Liveblogged – may be mistakes
Amber Case, Director of Esri R&D Center Portland, Cyborg Anthropologist & Former CEO, Geoloqi, Inc.
We have devices that need to be looked after, fed and comforted. With our phones, we are all cyborgs. It is a symbiotic interaction between you and a machine. It is about having devices that allow you to adapt you to environments. We have had physical extensions to self, like the hammer or the knife. Devices that look like the do something. Modern devices don’t look like they are supposed to do, the buttons are liquid. The devices are small. And they impact people in different ways.
The devices make things that were invisible visible. So what can you do if your phone knew where you were. This is an invisible button, when you go into a space then something happens. In the 70’s that was called ‘calm technology’. Tech that gets out of the way, it reacts as you go through your life, with no direct action. It has ambient imput. location, time, speed etc. Phones become a remote control for reality, your location has power. Ideas like geonotes – notes and info from people are where you are. Location based controllers. Lights on and off when go in and out of house. More invisible buttons.

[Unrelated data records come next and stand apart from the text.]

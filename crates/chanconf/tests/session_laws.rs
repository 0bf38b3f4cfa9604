//! Property tests: whatever sequence of edits a session sees, its update
//! applied to the original reproduces the working config.

mod common;

use chanconf::schema::*;
use chanconf::{apply_update, Address, ConfigTx, Msp, Organization};
use common::{channel_config, implicit};
use proptest::prelude::*;

#[derive(Debug, Clone)]
enum Level {
    Channel,
    Orderer,
    Application,
}

#[derive(Debug, Clone)]
enum Op {
    AddCapability(Level, &'static str),
    RemoveCapability(Level, &'static str),
    AddAnchorPeer(u32),
    RemoveAnchorPeer(u32),
    RemoveOrg1,
    AddOrg1,
    SetMaxMessageCount(u32),
    AddAcl(&'static str),
}

fn arb_level() -> impl Strategy<Value = Level> {
    prop_oneof![
        Just(Level::Channel),
        Just(Level::Orderer),
        Just(Level::Application),
    ]
}

fn arb_op() -> impl Strategy<Value = Op> {
    let capability = prop_oneof![Just("V1_3"), Just("V2_0")];
    let port = prop_oneof![Just(7050u32), Just(7051u32), Just(8051u32)];
    prop_oneof![
        (arb_level(), capability.clone()).prop_map(|(l, c)| Op::AddCapability(l, c)),
        (arb_level(), capability).prop_map(|(l, c)| Op::RemoveCapability(l, c)),
        port.clone().prop_map(Op::AddAnchorPeer),
        port.prop_map(Op::RemoveAnchorPeer),
        Just(Op::RemoveOrg1),
        Just(Op::AddOrg1),
        (1u32..1000).prop_map(Op::SetMaxMessageCount),
        prop_oneof![Just("event/block"), Just("peer/Propose")].prop_map(Op::AddAcl),
    ]
}

fn org1() -> Organization {
    Organization::new("Org1")
        .with_policy(ADMINS_POLICY_KEY, implicit("MAJORITY Admins"))
        .with_msp(Msp::new("Org1MSP"))
}

/// Run one edit; rejected edits are part of the property too.
fn run(tx: &mut ConfigTx, op: &Op) {
    let _ = match op {
        Op::AddCapability(Level::Channel, c) => tx.add_channel_capability(c),
        Op::AddCapability(Level::Orderer, c) => tx.add_orderer_capability(c),
        Op::AddCapability(Level::Application, c) => tx.add_application_capability(c),
        Op::RemoveCapability(Level::Channel, c) => tx.remove_channel_capability(c),
        Op::RemoveCapability(Level::Orderer, c) => tx.remove_orderer_capability(c),
        Op::RemoveCapability(Level::Application, c) => tx.remove_application_capability(c),
        Op::AddAnchorPeer(port) => tx.add_anchor_peer("Org1", Address::new("127.0.0.1", *port)),
        Op::RemoveAnchorPeer(port) => {
            tx.remove_anchor_peer("Org1", &Address::new("127.0.0.1", *port))
        }
        Op::RemoveOrg1 => tx.remove_application_org("Org1"),
        Op::AddOrg1 => tx.add_application_org(&org1()),
        Op::SetMaxMessageCount(count) => tx.orderer_configuration().and_then(|mut config| {
            config.batch_size.max_message_count = *count;
            tx.update_orderer_configuration(&config)
        }),
        Op::AddAcl(name) => tx.add_acls([(
            name.to_string(),
            "/Channel/Application/Writers".to_string(),
        )]),
    };
}

proptest! {
    #![proptest_config(ProptestConfig::with_cases(64))]

    #[test]
    fn update_reproduces_working_config(ops in prop::collection::vec(arb_op(), 0..12)) {
        let mut tx = ConfigTx::new(channel_config());
        for op in &ops {
            run(&mut tx, op);
        }

        let update = tx.compute_update("mychannel").unwrap();
        let applied = apply_update(tx.original(), &update).unwrap();
        prop_assert_eq!(&applied.channel_group, &tx.updated().channel_group);
    }

    #[test]
    fn rejected_edit_changes_nothing(ops in prop::collection::vec(arb_op(), 0..8)) {
        let mut tx = ConfigTx::new(channel_config());
        for op in &ops {
            run(&mut tx, op);
        }

        let before = tx.updated().clone();
        let rejected = tx.add_orderer_endpoint("Missing", Address::new("127.0.0.1", 7050));
        prop_assert!(rejected.is_err());
        prop_assert_eq!(tx.updated(), &before);
    }
}
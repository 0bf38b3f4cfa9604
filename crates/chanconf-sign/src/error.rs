//! Error types for chanconf-sign.

use chanconf_msp::KeyAlgorithm;
use thiserror::Error;

/// Result type for chanconf-sign operations.
pub type Result<T> = std::result::Result<T, Error>;

/// Errors raised while signing or verifying.
#[derive(Debug, Error)]
pub enum Error {
    /// A signing identity needs an MSP identifier.
    #[error("signing identity has an empty MSP id")]
    EmptyMspId,

    /// Only Ed25519 keys can sign.
    #[error("unsupported signing key type {algorithm}")]
    UnsupportedKey { algorithm: KeyAlgorithm },

    /// The private key does not belong to the certificate.
    #[error("private key does not match the certificate of {msp_id}")]
    KeyMismatch { msp_id: String },

    /// A signature or creator failed verification.
    #[error("verification failed: {0}")]
    Verification(String),

    /// Message encoding failed.
    #[error(transparent)]
    Tree(#[from] chanconf_tree::Error),

    /// Certificate or key material is malformed.
    #[error(transparent)]
    Msp(#[from] chanconf_msp::Error),
}
//! Consortium edits on the system channel.

use crate::config_tx::ConfigTx;
use crate::error::{Error, Result};
use crate::organization::{OrgKind, Organization};
use chanconf_tree::schema::{CHANNEL_CREATION_POLICY_KEY, CONSORTIUMS_GROUP_KEY, ORDERER_ADMINS_POLICY};
use chanconf_tree::{ConfigGroup, Policy, Scope, ValuePayload};

const CONSORTIUMS: &[&str] = &[CONSORTIUMS_GROUP_KEY];

/// A named set of orgs allowed to create channels together.
#[derive(Debug, Clone, PartialEq, Eq)]
pub struct Consortium {
    pub name: String,
    pub organizations: Vec<Organization>,
    pub channel_creation_policy: Policy,
}

impl Consortium {
    fn to_group(&self) -> Result<ConfigGroup> {
        if self.name.trim().is_empty() {
            return Err(Error::Validation("consortium name is empty".to_string()));
        }
        let mut group = ConfigGroup::new(ORDERER_ADMINS_POLICY);
        group.set_payload(
            Scope::Consortium,
            CHANNEL_CREATION_POLICY_KEY,
            &ValuePayload::ChannelCreationPolicy(self.channel_creation_policy.clone()),
            ORDERER_ADMINS_POLICY,
        )?;
        for org in &self.organizations {
            group.insert_group(&org.name, org.to_group(OrgKind::Consortium)?)?;
        }
        Ok(group)
    }
}

impl ConfigTx {
    /// Names of the consortiums defined on this (system) channel.
    pub fn consortiums(&self) -> Result<Vec<String>> {
        Ok(self.group(CONSORTIUMS)?.groups.keys().cloned().collect())
    }

    pub fn consortium(&self, name: &str) -> Result<Consortium> {
        let group = self.group(&[CONSORTIUMS_GROUP_KEY, name])?;
        let channel_creation_policy = group
            .payload(Scope::Consortium, CHANNEL_CREATION_POLICY_KEY)?
            .ok_or_else(|| Error::not_found("value", CHANNEL_CREATION_POLICY_KEY))?
            .into_channel_creation_policy()?;
        let organizations = group
            .groups
            .iter()
            .map(|(org, org_group)| Organization::from_group(org, org_group, OrgKind::Consortium))
            .collect::<Result<_>>()?;

        Ok(Consortium {
            name: name.to_string(),
            organizations,
            channel_creation_policy,
        })
    }

    /// Replace the policy governing channel creation in `consortium`. The
    /// value keeps its mod policy.
    pub fn update_consortium_channel_creation_policy(
        &mut self,
        consortium: &str,
        policy: Policy,
    ) -> Result<()> {
        let payload = ValuePayload::ChannelCreationPolicy(policy);
        self.edit("update channel creation policy", |edit| {
            edit.put_payload(
                &[CONSORTIUMS_GROUP_KEY, consortium],
                CHANNEL_CREATION_POLICY_KEY,
                &payload,
                ORDERER_ADMINS_POLICY,
            )
        })
    }

    pub fn add_consortium(&mut self, consortium: &Consortium) -> Result<()> {
        let group = consortium.to_group()?;
        self.edit("add consortium", |edit| {
            edit.add_group(CONSORTIUMS, &consortium.name, group)
        })
    }

    pub fn remove_consortium(&mut self, name: &str) -> Result<()> {
        self.edit("remove consortium", |edit| edit.remove_group(CONSORTIUMS, name))
    }

    pub fn add_consortium_org(&mut self, consortium: &str, org: &Organization) -> Result<()> {
        let group = org.to_group(OrgKind::Consortium)?;
        self.edit("add consortium org", |edit| {
            edit.add_group(&[CONSORTIUMS_GROUP_KEY, consortium], &org.name, group)
        })
    }

    pub fn remove_consortium_org(&mut self, consortium: &str, org: &str) -> Result<()> {
        self.edit("remove consortium org", |edit| {
            edit.remove_group(&[CONSORTIUMS_GROUP_KEY, consortium], org)
        })
    }
}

One main area is about quantified self. About tracking moods and activity etc. But we have frictionless data gathering, but not interpretation. There’s lots of data but on different devices. We need a way of connecting it all, of interoperability, That is holding back the internet of things. A way of connecting and correlating things. Without needing to code. Making it easy./ When we correlate, that is when we get real meaning. That will drive insights.
Looking forward to the future of maps and location. We have all this data, how can we use this in new ways. Intelligent routing. What is the safest cycling route. What is the least windy route through a city. The best technology is invisible, ambient and gets out of the way. And that it is easy to connect with and understand the data.